Within the lines below, find those that hold the string "FleetObserver" and copy each one.

**SOURCE DATA:**
=== Section Start ===

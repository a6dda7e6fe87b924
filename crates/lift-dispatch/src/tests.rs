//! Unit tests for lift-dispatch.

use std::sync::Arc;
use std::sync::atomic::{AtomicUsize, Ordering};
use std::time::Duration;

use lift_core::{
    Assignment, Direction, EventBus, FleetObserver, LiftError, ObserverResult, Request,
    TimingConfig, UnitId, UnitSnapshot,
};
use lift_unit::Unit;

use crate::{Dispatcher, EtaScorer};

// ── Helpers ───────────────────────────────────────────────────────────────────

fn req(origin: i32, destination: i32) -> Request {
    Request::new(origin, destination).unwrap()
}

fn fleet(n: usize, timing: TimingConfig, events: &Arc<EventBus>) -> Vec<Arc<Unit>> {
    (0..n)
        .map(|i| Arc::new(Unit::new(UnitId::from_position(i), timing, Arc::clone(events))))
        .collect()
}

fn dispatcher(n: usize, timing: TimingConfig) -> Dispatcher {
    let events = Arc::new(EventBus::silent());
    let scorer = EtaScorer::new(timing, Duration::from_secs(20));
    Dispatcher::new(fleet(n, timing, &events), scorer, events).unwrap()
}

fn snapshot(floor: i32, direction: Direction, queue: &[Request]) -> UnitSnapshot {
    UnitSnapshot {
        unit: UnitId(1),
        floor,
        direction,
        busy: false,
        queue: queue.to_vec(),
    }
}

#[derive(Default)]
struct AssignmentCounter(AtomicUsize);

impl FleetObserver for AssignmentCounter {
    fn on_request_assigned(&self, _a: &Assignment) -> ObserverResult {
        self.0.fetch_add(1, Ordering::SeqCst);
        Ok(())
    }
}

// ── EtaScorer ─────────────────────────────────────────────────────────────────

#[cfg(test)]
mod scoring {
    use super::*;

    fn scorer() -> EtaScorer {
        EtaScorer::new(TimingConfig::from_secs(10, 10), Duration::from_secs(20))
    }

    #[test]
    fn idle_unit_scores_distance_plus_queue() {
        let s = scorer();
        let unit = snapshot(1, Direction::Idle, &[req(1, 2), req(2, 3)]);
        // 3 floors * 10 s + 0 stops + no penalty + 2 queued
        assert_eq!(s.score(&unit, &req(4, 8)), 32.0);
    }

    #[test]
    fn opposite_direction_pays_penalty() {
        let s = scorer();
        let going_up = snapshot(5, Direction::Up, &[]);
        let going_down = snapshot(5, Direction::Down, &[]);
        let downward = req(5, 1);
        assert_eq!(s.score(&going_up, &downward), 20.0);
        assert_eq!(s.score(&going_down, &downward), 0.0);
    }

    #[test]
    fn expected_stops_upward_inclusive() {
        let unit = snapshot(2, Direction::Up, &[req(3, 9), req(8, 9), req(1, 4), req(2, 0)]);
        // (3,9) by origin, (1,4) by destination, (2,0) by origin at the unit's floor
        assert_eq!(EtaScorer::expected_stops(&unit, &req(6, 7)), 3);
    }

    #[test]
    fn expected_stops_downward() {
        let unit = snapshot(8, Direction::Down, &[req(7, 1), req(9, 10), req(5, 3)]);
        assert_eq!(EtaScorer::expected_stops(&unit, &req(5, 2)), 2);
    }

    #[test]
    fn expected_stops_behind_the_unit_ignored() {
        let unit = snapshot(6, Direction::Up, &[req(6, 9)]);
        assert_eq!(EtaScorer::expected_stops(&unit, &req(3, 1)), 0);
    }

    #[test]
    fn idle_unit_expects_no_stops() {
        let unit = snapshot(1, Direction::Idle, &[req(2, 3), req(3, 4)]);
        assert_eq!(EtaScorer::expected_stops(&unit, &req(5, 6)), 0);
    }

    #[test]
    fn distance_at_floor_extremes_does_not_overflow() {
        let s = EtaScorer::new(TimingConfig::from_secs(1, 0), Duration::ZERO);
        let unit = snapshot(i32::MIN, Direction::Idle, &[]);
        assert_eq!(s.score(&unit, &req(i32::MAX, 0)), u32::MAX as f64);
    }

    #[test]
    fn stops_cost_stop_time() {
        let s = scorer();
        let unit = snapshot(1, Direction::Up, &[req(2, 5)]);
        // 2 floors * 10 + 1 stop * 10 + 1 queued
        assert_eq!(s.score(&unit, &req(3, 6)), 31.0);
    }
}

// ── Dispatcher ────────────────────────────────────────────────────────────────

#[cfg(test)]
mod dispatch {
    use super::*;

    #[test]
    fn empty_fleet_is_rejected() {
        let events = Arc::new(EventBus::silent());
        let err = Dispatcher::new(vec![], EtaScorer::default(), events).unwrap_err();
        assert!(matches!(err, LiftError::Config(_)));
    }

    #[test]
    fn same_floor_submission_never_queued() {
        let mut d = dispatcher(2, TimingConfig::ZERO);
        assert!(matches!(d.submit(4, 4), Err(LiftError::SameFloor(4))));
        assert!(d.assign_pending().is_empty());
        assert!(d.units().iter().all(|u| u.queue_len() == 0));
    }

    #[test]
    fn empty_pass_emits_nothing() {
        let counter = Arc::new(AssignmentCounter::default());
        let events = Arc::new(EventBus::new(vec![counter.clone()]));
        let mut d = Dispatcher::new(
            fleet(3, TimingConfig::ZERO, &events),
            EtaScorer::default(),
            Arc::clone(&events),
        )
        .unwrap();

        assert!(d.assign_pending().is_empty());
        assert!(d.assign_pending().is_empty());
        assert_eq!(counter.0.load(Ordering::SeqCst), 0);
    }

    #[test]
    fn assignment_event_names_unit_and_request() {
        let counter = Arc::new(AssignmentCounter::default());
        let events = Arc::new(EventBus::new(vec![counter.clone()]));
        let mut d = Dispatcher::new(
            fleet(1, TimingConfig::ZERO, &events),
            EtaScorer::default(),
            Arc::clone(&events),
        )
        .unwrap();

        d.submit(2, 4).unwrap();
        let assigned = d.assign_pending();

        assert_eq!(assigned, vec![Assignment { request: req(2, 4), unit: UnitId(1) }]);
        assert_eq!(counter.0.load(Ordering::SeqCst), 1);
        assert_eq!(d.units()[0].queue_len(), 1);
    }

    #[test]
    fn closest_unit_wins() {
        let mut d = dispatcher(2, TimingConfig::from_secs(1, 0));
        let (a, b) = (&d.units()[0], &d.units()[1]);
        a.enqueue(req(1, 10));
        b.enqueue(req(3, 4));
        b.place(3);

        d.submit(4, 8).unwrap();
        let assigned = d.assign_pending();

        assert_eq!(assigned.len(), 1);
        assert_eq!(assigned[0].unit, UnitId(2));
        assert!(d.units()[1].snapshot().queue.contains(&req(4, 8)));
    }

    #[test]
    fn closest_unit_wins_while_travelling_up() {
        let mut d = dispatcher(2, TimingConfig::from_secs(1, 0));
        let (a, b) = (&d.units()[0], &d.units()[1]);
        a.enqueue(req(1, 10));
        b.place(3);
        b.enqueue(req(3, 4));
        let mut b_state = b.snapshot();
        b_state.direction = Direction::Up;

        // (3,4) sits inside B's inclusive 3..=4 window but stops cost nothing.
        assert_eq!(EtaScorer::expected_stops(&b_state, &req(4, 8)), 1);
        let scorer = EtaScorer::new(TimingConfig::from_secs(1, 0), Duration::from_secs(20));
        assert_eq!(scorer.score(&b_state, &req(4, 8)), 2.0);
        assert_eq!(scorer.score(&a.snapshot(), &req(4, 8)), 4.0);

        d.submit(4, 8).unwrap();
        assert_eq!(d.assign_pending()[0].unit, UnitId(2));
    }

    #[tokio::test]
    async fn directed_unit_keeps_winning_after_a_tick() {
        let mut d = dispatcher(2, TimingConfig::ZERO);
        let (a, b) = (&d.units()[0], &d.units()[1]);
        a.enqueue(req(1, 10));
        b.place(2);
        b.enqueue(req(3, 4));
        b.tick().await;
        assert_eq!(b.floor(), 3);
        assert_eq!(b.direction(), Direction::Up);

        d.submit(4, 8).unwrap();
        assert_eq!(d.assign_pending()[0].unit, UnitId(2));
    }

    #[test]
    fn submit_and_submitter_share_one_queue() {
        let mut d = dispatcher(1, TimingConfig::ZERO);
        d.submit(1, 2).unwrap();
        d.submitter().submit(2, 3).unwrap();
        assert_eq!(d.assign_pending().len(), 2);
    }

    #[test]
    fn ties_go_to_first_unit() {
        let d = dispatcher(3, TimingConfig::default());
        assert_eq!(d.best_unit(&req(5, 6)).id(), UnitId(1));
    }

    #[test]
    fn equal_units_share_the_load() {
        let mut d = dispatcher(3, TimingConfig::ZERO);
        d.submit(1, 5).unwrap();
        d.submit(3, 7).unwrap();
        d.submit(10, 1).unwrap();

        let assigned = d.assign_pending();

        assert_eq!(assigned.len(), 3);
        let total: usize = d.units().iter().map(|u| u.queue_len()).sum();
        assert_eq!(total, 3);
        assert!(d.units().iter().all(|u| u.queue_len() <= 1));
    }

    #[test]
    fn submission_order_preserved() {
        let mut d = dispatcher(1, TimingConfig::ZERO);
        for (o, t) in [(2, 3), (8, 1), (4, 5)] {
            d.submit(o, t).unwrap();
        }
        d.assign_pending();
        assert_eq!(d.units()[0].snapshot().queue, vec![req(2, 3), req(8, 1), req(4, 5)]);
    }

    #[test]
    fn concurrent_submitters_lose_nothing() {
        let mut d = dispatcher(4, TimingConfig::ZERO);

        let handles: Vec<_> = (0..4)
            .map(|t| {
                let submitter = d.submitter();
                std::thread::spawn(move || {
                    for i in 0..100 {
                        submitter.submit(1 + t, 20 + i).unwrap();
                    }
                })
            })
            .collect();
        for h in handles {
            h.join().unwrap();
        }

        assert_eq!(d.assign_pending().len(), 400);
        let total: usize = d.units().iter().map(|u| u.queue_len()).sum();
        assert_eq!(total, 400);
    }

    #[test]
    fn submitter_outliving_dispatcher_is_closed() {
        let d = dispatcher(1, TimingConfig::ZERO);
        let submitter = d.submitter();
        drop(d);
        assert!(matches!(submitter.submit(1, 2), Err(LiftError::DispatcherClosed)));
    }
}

=== Section End ===

**ANSWER FOR THE TASK:**
    Assignment, Direction, EventBus, FleetObserver, LiftError, ObserverResult, Request,
impl FleetObserver for AssignmentCounter {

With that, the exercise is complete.